REQUIRED WORK – Count the lines below that include the word "IntoIterator", then give that number and no other words.

(Collected data entries)

++++++++++++++++++++

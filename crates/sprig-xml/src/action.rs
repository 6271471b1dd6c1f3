//! Actions journaled by the XML grammars, and the small enums receivers see.

use std::fmt;

/// Which quote character delimited a literal.
#[derive(Debug, Clone, Copy, PartialEq, Eq, Hash)]
pub enum Quote {
    Single,
    Double,
}

impl Quote {
    pub fn byte(self) -> u8 {
        match self {
            Quote::Single => b'\'',
            Quote::Double => b'"',
        }
    }

    pub fn is_single(self) -> bool {
        self == Quote::Single
    }
}

/// The kind of a `&...;` reference.
#[derive(Debug, Clone, Copy, PartialEq, Eq, Hash)]
pub enum RefType {
    /// `&name;`
    Entity,
    /// `&#123;`
    Digits,
    /// `&#x1F;`
    HexDigits,
}

impl RefType {
    pub fn name(self) -> &'static str {
        match self {
            RefType::Entity => "entity",
            RefType::Digits => "digits",
            RefType::HexDigits => "hexdigits",
        }
    }
}

impl fmt::Display for RefType {
    fn fmt(&self, f: &mut fmt::Formatter<'_>) -> fmt::Result {
        f.write_str(self.name())
    }
}

/// Attribute type in an `<!ATTLIST` definition.
#[derive(Debug, Clone, Copy, PartialEq, Eq, Hash)]
pub enum AttType {
    CData,
    Id,
    IdRef,
    IdRefs,
    Entity,
    Entities,
    NmToken,
    NmTokens,
    /// `NOTATION (a|b)` or `(a|b)`, delivered through
    /// [`add_enumerated_type`](crate::AttListDeclReceiver::add_enumerated_type).
    Enumerated,
}

impl AttType {
    /// Keyword types, longest spelling first so a prefix never wins.
    pub(crate) const KEYWORDS: [AttType; 8] = [
        AttType::IdRefs,
        AttType::IdRef,
        AttType::Id,
        AttType::Entities,
        AttType::Entity,
        AttType::NmTokens,
        AttType::NmToken,
        AttType::CData,
    ];

    pub fn name(self) -> &'static str {
        match self {
            AttType::CData => "CDATA",
            AttType::Id => "ID",
            AttType::IdRef => "IDREF",
            AttType::IdRefs => "IDREFS",
            AttType::Entity => "ENTITY",
            AttType::Entities => "ENTITIES",
            AttType::NmToken => "NMTOKEN",
            AttType::NmTokens => "NMTOKENS",
            AttType::Enumerated => "Enumerated",
        }
    }
}

impl fmt::Display for AttType {
    fn fmt(&self, f: &mut fmt::Formatter<'_>) -> fmt::Result {
        f.write_str(self.name())
    }
}

/// Default declaration of an attribute definition.
#[derive(Debug, Clone, Copy, PartialEq, Eq, Hash)]
pub enum DefaultDeclType {
    /// `#REQUIRED`
    Required,
    /// `#IMPLIED`
    Implied,
    /// `#FIXED 'value'`
    Fixed,
    /// `'value'`
    JustValue,
}

impl DefaultDeclType {
    pub fn name(self) -> &'static str {
        match self {
            DefaultDeclType::Required => "Required",
            DefaultDeclType::Implied => "Implied",
            DefaultDeclType::Fixed => "Fixed",
            DefaultDeclType::JustValue => "JustValue",
        }
    }
}

impl fmt::Display for DefaultDeclType {
    fn fmt(&self, f: &mut fmt::Formatter<'_>) -> fmt::Result {
        f.write_str(self.name())
    }
}

/// What a journaled span means.
///
/// Construct-level actions (`AttributeValue`, `ExternalId`, ...) wrap the
/// whole construct; their children are the pieces inside it. `Invalid` marks
/// a recovery rule that skipped malformed content; any construct with an
/// `Invalid` below it is reported as not valid.
#[derive(Debug, Clone, Copy, PartialEq, Eq)]
pub enum XmlAction {
    Name,
    Comment,
    /// Payload of a reference: the entity name or the digits.
    Reference(RefType),
    /// Name inside `%name;`.
    PeReference,
    /// Run of literal characters inside a quoted value.
    Value,
    AttributeValue(Quote),
    Attribute,
    EntityValue(Quote),
    Notation,
    Enumeration,
    EnumeratedType,
    PublicIdLiteral(Quote),
    SystemLiteral(Quote),
    ExternalId,
    Quote(Quote),
    EncName,
    EncodingDecl,
    VersionNumber(Quote),
    Standalone { yes: bool, quote: Quote },
    XmlDeclaration,
    AttName,
    AttType(AttType),
    DefaultDecl(DefaultDeclType),
    AttListDecl,
    Invalid,
}

#[cfg(test)]
mod tests {
    use super::*;

    #[test]
    fn keywords_are_longest_first() {
        let names: Vec<_> = AttType::KEYWORDS.iter().map(|t| t.name()).collect();
        for (i, name) in names.iter().enumerate() {
            for later in &names[i + 1..] {
                assert!(!later.starts_with(name), "{name} shadows {later}");
            }
        }
    }

    #[test]
    fn display_names() {
        assert_eq!(RefType::HexDigits.to_string(), "hexdigits");
        assert_eq!(AttType::NmTokens.to_string(), "NMTOKENS");
        assert_eq!(DefaultDeclType::JustValue.to_string(), "JustValue");
    }
}
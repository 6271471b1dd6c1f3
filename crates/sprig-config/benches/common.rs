// Benchmark helper functions - Rust's dead code analysis doesn't understand
// that these are used by benchmark files in the same directory
// See: https://users.rust-lang.org/t/cargo-rustc-benches-awarnings/110111/2
#[allow(dead_code)]
pub fn generate_config(sections: usize, keys_per_section: usize) -> String {
    let mut content = String::from("; generated\nname = bench\n\n");

    for section in 0..sections {
        content.push_str(&format!("[section{section}]\n"));
        for key in 0..keys_per_section {
            match key % 4 {
                0 => content.push_str(&format!("key{key} = value {key}\n")),
                1 => content.push_str(&format!("key{key}=value{key} ; trailing comment\n")),
                2 => content.push_str(&format!("key{key} = /* empty */\n")),
                _ => content.push_str(&format!("key{key}\n")),
            }
        }
        content.push('\n');
    }

    content
}

#[allow(dead_code)]
pub fn generate_broken_config(lines: usize) -> String {
    let mut content = String::new();
    for line in 0..lines {
        if line % 10 == 0 {
            content.push_str(&format!("[unterminated{line}\n"));
        } else {
            content.push_str(&format!("key{line} = value\n"));
        }
    }
    content
}
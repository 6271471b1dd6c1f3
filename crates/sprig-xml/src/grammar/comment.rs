//! `<!-- ... -->`. Content may hold single dashes but never `--`.

use std::cell::Cell;

use sprig_syntax::{CharSet, Journal, Rule};

use super::{Delivery, journal_valid, minor};
use crate::action::XmlAction;
use crate::chars::{skip_to_nul, whitespace};
use crate::receivers::CommentReceiver;

pub struct CommentGrammar {
    rule: Rule<XmlAction>,
    valid: Cell<bool>,
}

impl CommentGrammar {
    pub fn new() -> Self {
        let start = Rule::literal("<!--").push(minor("Found start of comment, but not end of comment."));
        let ch = Rule::set(CharSet::printable().minus(CharSet::from_bytes(b"-")) | whitespace());
        let content = ch
            .clone()
            .or(Rule::byte(b'-').then(ch))
            .repeat()
            .action(XmlAction::Comment);
        let end = Rule::literal("-->").cancel();
        let skip = skip_to_nul()
            .action(XmlAction::Invalid)
            .send_now(minor("Comment has invalid format."))
            .pop();

        Self {
            rule: start.then(content.then(end).or(skip)),
            valid: Cell::new(false),
        }
    }

    pub fn rule(&self) -> &Rule<XmlAction> {
        &self.rule
    }

    pub fn is_valid(&self) -> bool {
        self.valid.get()
    }

    pub(crate) fn replay<R>(
        &self,
        journal: &Journal<'_, '_, XmlAction>,
        receiver: &mut R,
        out: &mut Delivery,
    ) -> bool
    where
        R: CommentReceiver + ?Sized,
    {
        for node in journal.nodes() {
            if matches!(node.action(), XmlAction::Comment) {
                out.call("set_comment", || receiver.set_comment(node.span()));
            }
        }
        let valid = journal_valid(journal);
        self.valid.set(valid);
        valid
    }
}

impl Default for CommentGrammar {
    fn default() -> Self {
        Self::new()
    }
}
//! # Rules - The Combinator Algebra
//!
//! A [`Rule`] is an immutable matcher tree. Building one is cheap and
//! cloning one is cheaper: nodes are reference counted, so a grammar can
//! hand the same sub-rule (a name, a quoted literal) to several parents.
//!
//! ```text
//! Rule::literal("<!--")                 exact bytes
//! Rule::set(CharSet::digit())           one byte from a set
//! a.then(b)                             sequence
//! a.or(b)                               ordered choice
//! a.but_not(b)                          a, unless b matches at least as much
//! a.optional() / a.repeat() / a.repeat1()
//! Rule::skip_to(set)                    recovery: consume through a terminator
//! ```
//!
//! Two kinds of annotation hang off a rule:
//!
//! - **Actions** ([`Rule::action`]) are values of the grammar's action type.
//!   They are journaled with the span they matched and only replayed to the
//!   receiver once the root rule has committed.
//! - **Effects** ([`Rule::effect`] and the shorthands below it) drive the
//!   diagnostic and breadcrumb stacks the moment the rule matches.

use std::fmt;
use std::rc::Rc;

use crate::charset::CharSet;
use crate::diagnostics::{Effect, Message};

/// A composable matcher producing actions of type `A`.
pub struct Rule<A>(Rc<Node<A>>);

pub(crate) enum Node<A> {
    Empty,
    Nothing,
    Literal(Box<[u8]>),
    Set(CharSet),
    EndOfInput,
    SkipTo(CharSet),
    Seq(Rule<A>, Rule<A>),
    Choice(Rule<A>, Rule<A>),
    Difference(Rule<A>, Rule<A>),
    Optional(Rule<A>),
    Repeat { rule: Rule<A>, at_least_one: bool },
    Action(Rule<A>, A),
    Effect(Rule<A>, Effect),
}

impl<A> Clone for Rule<A> {
    fn clone(&self) -> Self {
        Rule(Rc::clone(&self.0))
    }
}

impl<A> Rule<A> {
    fn new(node: Node<A>) -> Self {
        Rule(Rc::new(node))
    }

    pub(crate) fn node(&self) -> &Node<A> {
        &self.0
    }

    /// Matches without consuming anything.
    pub fn empty() -> Self {
        Self::new(Node::Empty)
    }

    /// Never matches.
    pub fn nothing() -> Self {
        Self::new(Node::Nothing)
    }

    pub fn literal(bytes: impl AsRef<[u8]>) -> Self {
        Self::new(Node::Literal(bytes.as_ref().into()))
    }

    pub fn byte(b: u8) -> Self {
        Self::set(CharSet::from_bytes(&[b]))
    }

    pub fn set(set: CharSet) -> Self {
        Self::new(Node::Set(set))
    }

    /// One byte that is not in `set`.
    pub fn none_of(set: CharSet) -> Self {
        Self::new(Node::Set(!set))
    }

    pub fn end_of_input() -> Self {
        Self::new(Node::EndOfInput)
    }

    /// Consume everything up to and including the first byte in `terminators`.
    ///
    /// Fails when no terminator lies ahead.
    pub fn skip_to(terminators: CharSet) -> Self {
        Self::new(Node::SkipTo(terminators))
    }

    /// All rules in order.
    pub fn seq(rules: impl IntoIterator<Item = Rule<A>>) -> Self {
        rules
            .into_iter()
            .reduce(Rule::then)
            .unwrap_or_else(Rule::empty)
    }

    /// The first rule that matches.
    pub fn choice(rules: impl IntoIterator<Item = Rule<A>>) -> Self {
        rules
            .into_iter()
            .reduce(Rule::or)
            .unwrap_or_else(Rule::nothing)
    }

    pub fn then(self, next: Rule<A>) -> Self {
        Self::new(Node::Seq(self, next))
    }

    pub fn or(self, alternative: Rule<A>) -> Self {
        Self::new(Node::Choice(self, alternative))
    }

    /// Match `self` unless `excluded` matches at least as many bytes at the
    /// same position. `excluded` is tried silently.
    pub fn but_not(self, excluded: Rule<A>) -> Self {
        Self::new(Node::Difference(self, excluded))
    }

    pub fn optional(self) -> Self {
        Self::new(Node::Optional(self))
    }

    /// Zero or more.
    pub fn repeat(self) -> Self {
        Self::new(Node::Repeat {
            rule: self,
            at_least_one: false,
        })
    }

    /// One or more.
    pub fn repeat1(self) -> Self {
        Self::new(Node::Repeat {
            rule: self,
            at_least_one: true,
        })
    }

    /// Journal `action` with the matched span once the parse commits.
    pub fn action(self, action: A) -> Self {
        Self::new(Node::Action(self, action))
    }

    pub fn effect(self, effect: Effect) -> Self {
        Self::new(Node::Effect(self, effect))
    }

    pub fn push(self, message: Message) -> Self {
        self.effect(Effect::Push(message))
    }

    pub fn prepare(self, message: Message) -> Self {
        self.effect(Effect::Prepare(message))
    }

    pub fn cancel(self) -> Self {
        self.effect(Effect::Cancel)
    }

    pub fn pop(self) -> Self {
        self.effect(Effect::Pop)
    }

    /// Send the message a failed sibling alternative left at this position.
    pub fn pop_abandoned(self) -> Self {
        self.effect(Effect::PopAbandoned)
    }

    pub fn send_now(self, message: Message) -> Self {
        self.effect(Effect::SendNow(message))
    }

    pub fn enter_scope(self, label: &'static str) -> Self {
        self.effect(Effect::EnterScope(label))
    }

    pub fn leave_scope(self) -> Self {
        self.effect(Effect::LeaveScope)
    }

    pub fn replace_scope(self, label: &'static str) -> Self {
        self.effect(Effect::ReplaceScope(label))
    }
}

impl<A: fmt::Debug> fmt::Debug for Rule<A> {
    fn fmt(&self, f: &mut fmt::Formatter<'_>) -> fmt::Result {
        match self.node() {
            Node::Empty => f.write_str("Empty"),
            Node::Nothing => f.write_str("Nothing"),
            Node::Literal(bytes) => write!(f, "{:?}", String::from_utf8_lossy(bytes)),
            Node::Set(set) => write!(f, "{set:?}"),
            Node::EndOfInput => f.write_str("EndOfInput"),
            Node::SkipTo(set) => write!(f, "SkipTo({set:?})"),
            Node::Seq(a, b) => write!(f, "({a:?} >> {b:?})"),
            Node::Choice(a, b) => write!(f, "({a:?} | {b:?})"),
            Node::Difference(a, b) => write!(f, "({a:?} - {b:?})"),
            Node::Optional(rule) => write!(f, "!{rule:?}"),
            Node::Repeat {
                rule,
                at_least_one: false,
            } => write!(f, "*{rule:?}"),
            Node::Repeat {
                rule,
                at_least_one: true,
            } => write!(f, "+{rule:?}"),
            Node::Action(rule, action) => write!(f, "{rule:?}[{action:?}]"),
            Node::Effect(rule, effect) => write!(f, "{rule:?}[{effect:?}]"),
        }
    }
}

#[cfg(test)]
mod tests {
    use super::*;

    #[test]
    fn seq_of_nothing_is_empty_and_choice_of_nothing_fails() {
        let seq: Rule<()> = Rule::seq([]);
        let choice: Rule<()> = Rule::choice([]);
        assert!(matches!(seq.node(), Node::Empty));
        assert!(matches!(choice.node(), Node::Nothing));
    }

    #[test]
    fn clones_share_nodes() {
        let rule: Rule<()> = Rule::literal("abc");
        let clone = rule.clone();
        assert!(Rc::ptr_eq(&rule.0, &clone.0));
    }

    #[test]
    fn debug_renders_structure() {
        let rule: Rule<&str> = Rule::literal("<")
            .then(Rule::set(CharSet::digit()).repeat1())
            .action("number")
            .or(Rule::end_of_input());
        assert_eq!(
            format!("{rule:?}"),
            "((\"<\" >> +CharSet[0x30-0x39])[\"number\"] | EndOfInput)"
        );
    }
}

++++++++++++++++++++

SOLUTION FOR THIS TASK – 2